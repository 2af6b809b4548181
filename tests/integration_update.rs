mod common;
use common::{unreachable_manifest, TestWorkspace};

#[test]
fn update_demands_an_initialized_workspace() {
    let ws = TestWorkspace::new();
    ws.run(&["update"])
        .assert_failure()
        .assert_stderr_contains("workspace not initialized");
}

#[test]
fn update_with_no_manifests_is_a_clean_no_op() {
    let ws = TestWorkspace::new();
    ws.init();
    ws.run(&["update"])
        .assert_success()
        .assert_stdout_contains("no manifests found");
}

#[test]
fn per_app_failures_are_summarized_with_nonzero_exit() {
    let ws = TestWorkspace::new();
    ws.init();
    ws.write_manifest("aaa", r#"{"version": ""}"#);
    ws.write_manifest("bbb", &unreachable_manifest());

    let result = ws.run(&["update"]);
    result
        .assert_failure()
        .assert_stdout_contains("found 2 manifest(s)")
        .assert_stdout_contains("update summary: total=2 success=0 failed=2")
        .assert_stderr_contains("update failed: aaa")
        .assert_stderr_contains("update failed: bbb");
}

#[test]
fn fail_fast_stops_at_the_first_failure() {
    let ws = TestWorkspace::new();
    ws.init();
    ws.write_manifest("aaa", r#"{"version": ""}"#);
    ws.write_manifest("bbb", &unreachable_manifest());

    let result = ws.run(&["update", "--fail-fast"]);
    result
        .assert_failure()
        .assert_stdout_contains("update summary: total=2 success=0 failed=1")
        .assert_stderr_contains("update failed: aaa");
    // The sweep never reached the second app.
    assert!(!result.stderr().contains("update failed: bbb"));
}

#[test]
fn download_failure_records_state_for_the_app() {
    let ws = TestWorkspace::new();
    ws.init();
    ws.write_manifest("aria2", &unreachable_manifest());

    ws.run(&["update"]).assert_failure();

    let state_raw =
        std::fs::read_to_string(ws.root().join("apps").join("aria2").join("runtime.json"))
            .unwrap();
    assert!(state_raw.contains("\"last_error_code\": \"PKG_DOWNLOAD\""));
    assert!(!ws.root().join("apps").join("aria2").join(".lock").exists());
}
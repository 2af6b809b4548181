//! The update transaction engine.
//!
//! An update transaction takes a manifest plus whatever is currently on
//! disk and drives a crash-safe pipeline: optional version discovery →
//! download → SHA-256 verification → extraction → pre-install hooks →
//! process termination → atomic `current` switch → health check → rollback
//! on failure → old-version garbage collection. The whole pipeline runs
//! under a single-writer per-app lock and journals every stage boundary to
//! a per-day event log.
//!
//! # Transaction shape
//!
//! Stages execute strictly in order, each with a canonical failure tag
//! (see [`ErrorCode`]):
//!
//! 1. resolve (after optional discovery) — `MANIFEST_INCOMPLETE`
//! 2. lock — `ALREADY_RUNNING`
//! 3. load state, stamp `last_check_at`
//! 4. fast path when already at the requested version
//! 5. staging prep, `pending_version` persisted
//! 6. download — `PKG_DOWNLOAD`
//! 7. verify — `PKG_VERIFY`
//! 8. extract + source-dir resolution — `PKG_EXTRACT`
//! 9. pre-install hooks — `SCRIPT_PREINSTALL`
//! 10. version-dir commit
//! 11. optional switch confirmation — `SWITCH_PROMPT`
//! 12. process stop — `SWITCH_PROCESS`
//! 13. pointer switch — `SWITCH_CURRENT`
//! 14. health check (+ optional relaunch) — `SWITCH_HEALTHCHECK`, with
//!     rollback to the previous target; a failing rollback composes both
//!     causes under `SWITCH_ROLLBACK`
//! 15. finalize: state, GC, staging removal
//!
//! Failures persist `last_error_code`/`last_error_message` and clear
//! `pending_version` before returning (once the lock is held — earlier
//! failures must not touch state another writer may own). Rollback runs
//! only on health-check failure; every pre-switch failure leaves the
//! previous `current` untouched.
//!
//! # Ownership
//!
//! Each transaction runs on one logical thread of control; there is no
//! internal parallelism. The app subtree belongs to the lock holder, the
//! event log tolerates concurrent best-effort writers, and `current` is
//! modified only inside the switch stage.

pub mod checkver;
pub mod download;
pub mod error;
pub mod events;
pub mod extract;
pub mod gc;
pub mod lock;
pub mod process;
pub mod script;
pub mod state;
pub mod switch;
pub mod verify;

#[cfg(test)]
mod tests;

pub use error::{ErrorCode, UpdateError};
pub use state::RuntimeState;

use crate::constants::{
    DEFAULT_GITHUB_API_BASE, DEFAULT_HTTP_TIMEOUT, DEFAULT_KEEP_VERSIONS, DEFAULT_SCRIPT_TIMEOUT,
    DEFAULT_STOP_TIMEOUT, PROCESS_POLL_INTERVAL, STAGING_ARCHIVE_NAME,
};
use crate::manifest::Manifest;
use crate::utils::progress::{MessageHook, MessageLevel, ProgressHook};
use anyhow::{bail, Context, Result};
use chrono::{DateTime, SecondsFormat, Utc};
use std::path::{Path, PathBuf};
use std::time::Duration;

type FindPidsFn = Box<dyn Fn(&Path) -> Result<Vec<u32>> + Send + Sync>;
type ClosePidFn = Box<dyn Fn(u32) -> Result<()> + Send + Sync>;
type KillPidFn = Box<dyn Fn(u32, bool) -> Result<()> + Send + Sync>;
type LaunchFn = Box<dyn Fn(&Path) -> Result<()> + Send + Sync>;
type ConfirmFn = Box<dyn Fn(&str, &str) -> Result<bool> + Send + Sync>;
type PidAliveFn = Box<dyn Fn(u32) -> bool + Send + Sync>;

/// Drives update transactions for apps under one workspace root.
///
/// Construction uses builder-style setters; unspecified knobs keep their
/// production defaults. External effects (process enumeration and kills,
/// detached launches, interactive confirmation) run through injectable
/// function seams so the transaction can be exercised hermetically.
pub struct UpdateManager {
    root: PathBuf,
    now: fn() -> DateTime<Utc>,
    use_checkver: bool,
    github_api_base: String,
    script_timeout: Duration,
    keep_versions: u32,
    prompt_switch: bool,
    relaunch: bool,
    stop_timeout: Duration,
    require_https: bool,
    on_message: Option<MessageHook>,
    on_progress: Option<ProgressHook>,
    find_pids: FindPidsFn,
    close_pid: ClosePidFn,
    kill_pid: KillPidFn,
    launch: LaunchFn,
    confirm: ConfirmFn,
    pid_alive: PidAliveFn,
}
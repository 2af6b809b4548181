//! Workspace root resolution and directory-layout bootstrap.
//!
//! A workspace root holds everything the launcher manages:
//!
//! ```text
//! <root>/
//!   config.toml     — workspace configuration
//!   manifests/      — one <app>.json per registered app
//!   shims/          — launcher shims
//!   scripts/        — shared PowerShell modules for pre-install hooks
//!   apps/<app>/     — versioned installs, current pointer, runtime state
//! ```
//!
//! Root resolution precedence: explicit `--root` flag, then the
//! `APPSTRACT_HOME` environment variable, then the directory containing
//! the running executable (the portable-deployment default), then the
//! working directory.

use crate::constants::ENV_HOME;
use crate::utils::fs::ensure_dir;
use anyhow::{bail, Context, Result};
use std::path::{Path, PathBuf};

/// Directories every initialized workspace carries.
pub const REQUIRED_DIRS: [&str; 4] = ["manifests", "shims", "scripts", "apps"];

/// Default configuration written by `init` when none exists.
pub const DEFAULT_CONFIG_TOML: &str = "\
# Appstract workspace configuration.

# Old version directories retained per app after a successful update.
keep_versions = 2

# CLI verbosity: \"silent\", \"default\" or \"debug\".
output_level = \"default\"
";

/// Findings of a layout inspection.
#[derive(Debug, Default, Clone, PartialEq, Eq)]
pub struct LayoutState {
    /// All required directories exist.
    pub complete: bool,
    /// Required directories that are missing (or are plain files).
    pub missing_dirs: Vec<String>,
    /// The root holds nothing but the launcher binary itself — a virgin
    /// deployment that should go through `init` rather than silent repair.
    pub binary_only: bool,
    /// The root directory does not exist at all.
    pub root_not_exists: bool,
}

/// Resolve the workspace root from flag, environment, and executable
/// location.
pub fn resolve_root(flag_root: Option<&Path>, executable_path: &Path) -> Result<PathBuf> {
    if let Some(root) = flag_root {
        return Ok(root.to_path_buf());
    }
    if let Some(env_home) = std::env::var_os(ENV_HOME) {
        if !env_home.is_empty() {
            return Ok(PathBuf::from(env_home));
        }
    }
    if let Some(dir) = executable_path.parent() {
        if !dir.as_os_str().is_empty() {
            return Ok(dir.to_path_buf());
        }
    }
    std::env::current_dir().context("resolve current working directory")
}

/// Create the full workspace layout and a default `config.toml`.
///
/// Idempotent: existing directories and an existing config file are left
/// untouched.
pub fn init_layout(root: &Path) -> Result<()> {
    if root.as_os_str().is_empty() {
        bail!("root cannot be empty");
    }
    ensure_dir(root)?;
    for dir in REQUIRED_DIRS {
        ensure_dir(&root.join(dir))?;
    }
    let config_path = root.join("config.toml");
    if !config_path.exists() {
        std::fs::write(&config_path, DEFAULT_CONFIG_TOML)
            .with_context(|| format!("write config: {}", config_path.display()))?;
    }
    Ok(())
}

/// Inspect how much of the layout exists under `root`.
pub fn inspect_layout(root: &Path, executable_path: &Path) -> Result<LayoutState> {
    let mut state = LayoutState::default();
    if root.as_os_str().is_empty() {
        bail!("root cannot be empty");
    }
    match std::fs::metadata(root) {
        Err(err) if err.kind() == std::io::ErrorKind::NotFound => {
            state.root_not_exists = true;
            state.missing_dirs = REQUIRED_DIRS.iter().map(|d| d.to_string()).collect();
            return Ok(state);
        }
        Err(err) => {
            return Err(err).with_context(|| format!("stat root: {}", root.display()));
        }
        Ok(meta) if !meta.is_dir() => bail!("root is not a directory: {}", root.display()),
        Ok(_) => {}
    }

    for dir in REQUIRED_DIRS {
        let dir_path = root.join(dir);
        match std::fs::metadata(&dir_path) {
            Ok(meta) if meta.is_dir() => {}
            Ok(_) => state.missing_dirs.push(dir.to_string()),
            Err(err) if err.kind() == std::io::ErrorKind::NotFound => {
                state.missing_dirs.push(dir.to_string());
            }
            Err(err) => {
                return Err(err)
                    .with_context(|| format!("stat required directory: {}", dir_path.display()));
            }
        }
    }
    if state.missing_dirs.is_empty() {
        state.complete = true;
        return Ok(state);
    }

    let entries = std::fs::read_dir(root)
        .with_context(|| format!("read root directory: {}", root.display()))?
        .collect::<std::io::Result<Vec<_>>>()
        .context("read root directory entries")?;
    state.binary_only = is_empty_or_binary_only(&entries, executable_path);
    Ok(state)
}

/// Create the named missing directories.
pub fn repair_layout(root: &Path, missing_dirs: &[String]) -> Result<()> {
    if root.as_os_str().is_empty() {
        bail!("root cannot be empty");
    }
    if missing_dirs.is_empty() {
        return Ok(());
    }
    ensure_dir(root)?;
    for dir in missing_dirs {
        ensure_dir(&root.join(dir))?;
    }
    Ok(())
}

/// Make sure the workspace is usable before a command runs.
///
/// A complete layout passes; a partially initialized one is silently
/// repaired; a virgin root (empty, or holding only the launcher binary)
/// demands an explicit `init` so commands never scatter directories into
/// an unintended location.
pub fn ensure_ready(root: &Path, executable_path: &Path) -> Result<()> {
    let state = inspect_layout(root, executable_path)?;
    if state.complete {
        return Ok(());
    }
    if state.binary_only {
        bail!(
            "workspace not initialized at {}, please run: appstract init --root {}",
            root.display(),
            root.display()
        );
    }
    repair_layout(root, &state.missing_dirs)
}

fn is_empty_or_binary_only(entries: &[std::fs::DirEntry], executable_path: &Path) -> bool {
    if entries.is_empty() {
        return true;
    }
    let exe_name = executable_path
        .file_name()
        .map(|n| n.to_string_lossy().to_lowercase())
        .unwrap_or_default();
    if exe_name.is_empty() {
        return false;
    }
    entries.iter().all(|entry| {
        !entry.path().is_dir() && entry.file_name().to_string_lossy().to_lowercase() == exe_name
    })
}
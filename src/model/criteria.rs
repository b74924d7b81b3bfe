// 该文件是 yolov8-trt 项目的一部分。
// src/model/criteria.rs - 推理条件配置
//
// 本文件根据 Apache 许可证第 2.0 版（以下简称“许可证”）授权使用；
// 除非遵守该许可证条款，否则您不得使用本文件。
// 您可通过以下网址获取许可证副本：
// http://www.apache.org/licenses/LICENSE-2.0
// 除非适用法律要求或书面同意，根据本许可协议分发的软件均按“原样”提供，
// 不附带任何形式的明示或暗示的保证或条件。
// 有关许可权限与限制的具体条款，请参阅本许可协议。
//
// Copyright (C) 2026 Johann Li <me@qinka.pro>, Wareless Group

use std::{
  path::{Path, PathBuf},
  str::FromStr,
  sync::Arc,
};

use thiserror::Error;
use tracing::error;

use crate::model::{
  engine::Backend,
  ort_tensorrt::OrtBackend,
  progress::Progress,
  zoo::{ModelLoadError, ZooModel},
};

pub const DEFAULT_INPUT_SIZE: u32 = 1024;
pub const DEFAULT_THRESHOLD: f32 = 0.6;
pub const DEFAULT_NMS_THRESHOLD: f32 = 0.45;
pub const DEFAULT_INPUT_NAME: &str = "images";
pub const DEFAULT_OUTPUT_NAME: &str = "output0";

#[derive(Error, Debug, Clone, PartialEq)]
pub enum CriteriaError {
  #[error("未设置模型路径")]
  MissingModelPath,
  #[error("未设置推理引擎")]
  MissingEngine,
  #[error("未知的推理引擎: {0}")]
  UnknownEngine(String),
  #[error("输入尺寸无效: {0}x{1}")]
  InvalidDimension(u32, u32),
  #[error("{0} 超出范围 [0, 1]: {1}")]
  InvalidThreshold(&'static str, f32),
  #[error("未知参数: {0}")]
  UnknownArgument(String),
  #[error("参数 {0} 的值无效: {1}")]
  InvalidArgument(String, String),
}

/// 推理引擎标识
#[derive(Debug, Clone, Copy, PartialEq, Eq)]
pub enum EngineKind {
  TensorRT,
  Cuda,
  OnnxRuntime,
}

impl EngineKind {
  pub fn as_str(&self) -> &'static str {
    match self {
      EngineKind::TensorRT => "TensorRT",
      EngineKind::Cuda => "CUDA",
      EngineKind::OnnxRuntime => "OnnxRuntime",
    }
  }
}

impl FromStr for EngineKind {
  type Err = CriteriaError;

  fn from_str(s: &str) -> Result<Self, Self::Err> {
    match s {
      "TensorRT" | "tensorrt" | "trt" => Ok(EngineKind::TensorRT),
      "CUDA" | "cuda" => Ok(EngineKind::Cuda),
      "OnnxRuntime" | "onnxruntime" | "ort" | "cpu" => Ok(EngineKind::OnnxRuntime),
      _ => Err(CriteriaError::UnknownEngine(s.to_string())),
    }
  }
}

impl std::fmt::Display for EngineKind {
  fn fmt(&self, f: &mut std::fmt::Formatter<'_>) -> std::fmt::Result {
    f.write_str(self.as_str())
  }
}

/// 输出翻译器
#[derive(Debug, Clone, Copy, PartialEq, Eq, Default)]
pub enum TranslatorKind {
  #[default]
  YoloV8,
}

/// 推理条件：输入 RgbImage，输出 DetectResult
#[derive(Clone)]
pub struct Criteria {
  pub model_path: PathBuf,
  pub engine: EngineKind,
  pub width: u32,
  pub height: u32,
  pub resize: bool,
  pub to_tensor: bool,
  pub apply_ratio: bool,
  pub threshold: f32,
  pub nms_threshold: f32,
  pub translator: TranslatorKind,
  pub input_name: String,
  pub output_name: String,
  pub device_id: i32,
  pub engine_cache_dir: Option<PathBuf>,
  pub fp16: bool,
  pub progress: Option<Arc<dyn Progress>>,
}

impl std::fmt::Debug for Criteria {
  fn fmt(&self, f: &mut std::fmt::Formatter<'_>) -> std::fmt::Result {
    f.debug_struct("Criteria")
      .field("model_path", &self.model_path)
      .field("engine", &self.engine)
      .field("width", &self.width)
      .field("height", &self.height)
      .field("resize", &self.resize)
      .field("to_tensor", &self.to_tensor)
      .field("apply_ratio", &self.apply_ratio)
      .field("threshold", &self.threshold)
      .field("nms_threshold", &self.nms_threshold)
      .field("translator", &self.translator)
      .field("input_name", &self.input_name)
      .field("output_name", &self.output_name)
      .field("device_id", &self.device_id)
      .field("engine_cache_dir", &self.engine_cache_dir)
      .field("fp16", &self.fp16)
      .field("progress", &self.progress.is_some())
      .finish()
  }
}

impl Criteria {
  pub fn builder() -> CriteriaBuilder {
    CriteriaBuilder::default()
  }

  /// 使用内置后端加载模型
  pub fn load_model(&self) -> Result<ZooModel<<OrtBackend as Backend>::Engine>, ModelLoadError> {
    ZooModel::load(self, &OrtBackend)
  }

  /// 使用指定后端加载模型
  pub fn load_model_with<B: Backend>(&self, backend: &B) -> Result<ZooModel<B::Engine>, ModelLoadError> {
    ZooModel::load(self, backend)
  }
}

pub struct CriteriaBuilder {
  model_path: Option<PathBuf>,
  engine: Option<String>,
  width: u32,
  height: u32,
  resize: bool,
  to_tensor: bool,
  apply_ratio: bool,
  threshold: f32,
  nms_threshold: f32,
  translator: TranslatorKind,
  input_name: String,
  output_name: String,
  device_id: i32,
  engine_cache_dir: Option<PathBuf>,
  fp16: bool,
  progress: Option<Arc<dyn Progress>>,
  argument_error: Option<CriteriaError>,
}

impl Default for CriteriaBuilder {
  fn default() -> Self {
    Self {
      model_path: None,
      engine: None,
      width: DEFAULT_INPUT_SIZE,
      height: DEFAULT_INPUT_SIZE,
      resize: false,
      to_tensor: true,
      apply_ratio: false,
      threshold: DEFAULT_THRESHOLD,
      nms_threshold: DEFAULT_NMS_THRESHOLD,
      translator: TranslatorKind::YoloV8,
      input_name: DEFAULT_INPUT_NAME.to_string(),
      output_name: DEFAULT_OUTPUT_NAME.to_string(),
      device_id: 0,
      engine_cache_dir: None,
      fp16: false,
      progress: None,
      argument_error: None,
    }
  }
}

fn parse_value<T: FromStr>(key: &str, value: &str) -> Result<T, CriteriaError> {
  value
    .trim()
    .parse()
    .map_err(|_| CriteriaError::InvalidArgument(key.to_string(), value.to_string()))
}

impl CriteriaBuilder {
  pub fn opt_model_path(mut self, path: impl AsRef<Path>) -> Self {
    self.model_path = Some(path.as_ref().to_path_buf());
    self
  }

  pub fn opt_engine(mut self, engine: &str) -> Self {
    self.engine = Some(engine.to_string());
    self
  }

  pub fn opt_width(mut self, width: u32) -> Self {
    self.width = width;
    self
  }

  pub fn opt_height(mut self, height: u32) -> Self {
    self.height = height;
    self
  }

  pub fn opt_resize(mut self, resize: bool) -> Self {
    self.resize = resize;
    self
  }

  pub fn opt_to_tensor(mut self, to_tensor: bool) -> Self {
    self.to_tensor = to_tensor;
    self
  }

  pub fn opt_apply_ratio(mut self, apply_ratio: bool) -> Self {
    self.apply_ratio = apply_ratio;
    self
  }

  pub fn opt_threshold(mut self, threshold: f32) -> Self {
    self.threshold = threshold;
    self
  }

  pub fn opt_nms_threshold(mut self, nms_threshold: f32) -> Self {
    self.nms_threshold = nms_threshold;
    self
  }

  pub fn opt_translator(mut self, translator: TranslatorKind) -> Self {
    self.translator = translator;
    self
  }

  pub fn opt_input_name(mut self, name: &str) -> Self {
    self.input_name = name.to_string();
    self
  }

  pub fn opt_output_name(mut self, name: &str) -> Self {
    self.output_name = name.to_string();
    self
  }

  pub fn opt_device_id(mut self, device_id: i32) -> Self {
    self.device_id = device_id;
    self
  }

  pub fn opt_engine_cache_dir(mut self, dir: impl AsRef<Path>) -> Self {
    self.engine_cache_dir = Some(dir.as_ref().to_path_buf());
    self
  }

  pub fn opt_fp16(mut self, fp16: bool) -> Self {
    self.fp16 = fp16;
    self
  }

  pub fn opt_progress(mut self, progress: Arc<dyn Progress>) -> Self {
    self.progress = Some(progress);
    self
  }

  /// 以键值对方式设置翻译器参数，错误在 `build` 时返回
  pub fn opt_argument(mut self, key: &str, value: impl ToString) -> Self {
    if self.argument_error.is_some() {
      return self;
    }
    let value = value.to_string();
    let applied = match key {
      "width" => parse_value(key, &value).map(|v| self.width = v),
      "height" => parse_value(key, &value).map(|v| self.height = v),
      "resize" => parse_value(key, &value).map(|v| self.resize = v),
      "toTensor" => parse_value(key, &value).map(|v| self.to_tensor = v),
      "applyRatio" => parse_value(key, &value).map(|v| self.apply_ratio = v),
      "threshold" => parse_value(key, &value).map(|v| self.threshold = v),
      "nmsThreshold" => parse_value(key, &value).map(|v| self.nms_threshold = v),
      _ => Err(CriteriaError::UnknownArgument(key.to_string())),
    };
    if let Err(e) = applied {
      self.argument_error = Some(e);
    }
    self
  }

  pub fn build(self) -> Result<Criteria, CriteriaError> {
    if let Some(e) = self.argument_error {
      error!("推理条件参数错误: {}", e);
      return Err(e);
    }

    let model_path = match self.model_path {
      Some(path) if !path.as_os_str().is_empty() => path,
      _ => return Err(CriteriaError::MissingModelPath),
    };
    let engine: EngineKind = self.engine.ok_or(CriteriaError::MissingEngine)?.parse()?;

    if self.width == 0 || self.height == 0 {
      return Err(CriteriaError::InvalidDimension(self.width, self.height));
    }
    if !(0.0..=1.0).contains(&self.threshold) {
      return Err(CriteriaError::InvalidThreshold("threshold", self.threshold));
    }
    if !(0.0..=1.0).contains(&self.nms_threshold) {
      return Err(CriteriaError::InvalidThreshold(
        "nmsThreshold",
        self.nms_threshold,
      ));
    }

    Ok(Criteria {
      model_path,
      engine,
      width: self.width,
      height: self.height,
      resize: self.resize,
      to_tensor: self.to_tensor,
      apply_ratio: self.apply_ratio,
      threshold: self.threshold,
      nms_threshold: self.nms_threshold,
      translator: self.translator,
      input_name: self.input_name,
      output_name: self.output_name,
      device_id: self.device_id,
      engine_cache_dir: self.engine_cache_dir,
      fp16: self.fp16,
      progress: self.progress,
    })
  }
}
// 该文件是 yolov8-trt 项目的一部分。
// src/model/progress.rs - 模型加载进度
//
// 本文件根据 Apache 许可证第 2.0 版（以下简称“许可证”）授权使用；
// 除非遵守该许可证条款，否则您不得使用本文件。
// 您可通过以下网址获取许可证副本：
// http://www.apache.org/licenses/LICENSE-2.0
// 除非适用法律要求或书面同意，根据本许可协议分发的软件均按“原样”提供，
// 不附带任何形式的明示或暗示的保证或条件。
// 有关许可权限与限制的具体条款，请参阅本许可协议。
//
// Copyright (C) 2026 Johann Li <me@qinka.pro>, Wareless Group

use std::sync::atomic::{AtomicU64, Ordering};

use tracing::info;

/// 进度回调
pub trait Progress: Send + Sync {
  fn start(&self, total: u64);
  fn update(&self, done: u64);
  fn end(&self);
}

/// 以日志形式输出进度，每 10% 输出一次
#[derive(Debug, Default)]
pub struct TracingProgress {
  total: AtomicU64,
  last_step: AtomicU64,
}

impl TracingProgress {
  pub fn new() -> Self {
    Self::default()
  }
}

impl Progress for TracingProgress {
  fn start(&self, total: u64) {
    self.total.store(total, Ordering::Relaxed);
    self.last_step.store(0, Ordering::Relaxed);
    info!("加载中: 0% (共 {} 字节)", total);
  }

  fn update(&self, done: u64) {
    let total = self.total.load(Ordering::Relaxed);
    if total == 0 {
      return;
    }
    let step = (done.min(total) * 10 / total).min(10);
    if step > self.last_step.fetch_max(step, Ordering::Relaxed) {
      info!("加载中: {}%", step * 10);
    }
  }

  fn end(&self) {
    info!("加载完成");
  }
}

§ Activity: Could you restate word for word the lines above from the one containing "pub const DEFAULT_INPUT_SIZE: u32 = 1024;" through the one containing "#[derive(Error, Debug, Clone, PartialEq)]", both included, and nothing else?

§ Result of this task:
pub const DEFAULT_INPUT_SIZE: u32 = 1024;
pub const DEFAULT_THRESHOLD: f32 = 0.6;
pub const DEFAULT_NMS_THRESHOLD: f32 = 0.45;
pub const DEFAULT_INPUT_NAME: &str = "images";
pub const DEFAULT_OUTPUT_NAME: &str = "output0";

#[derive(Error, Debug, Clone, PartialEq)]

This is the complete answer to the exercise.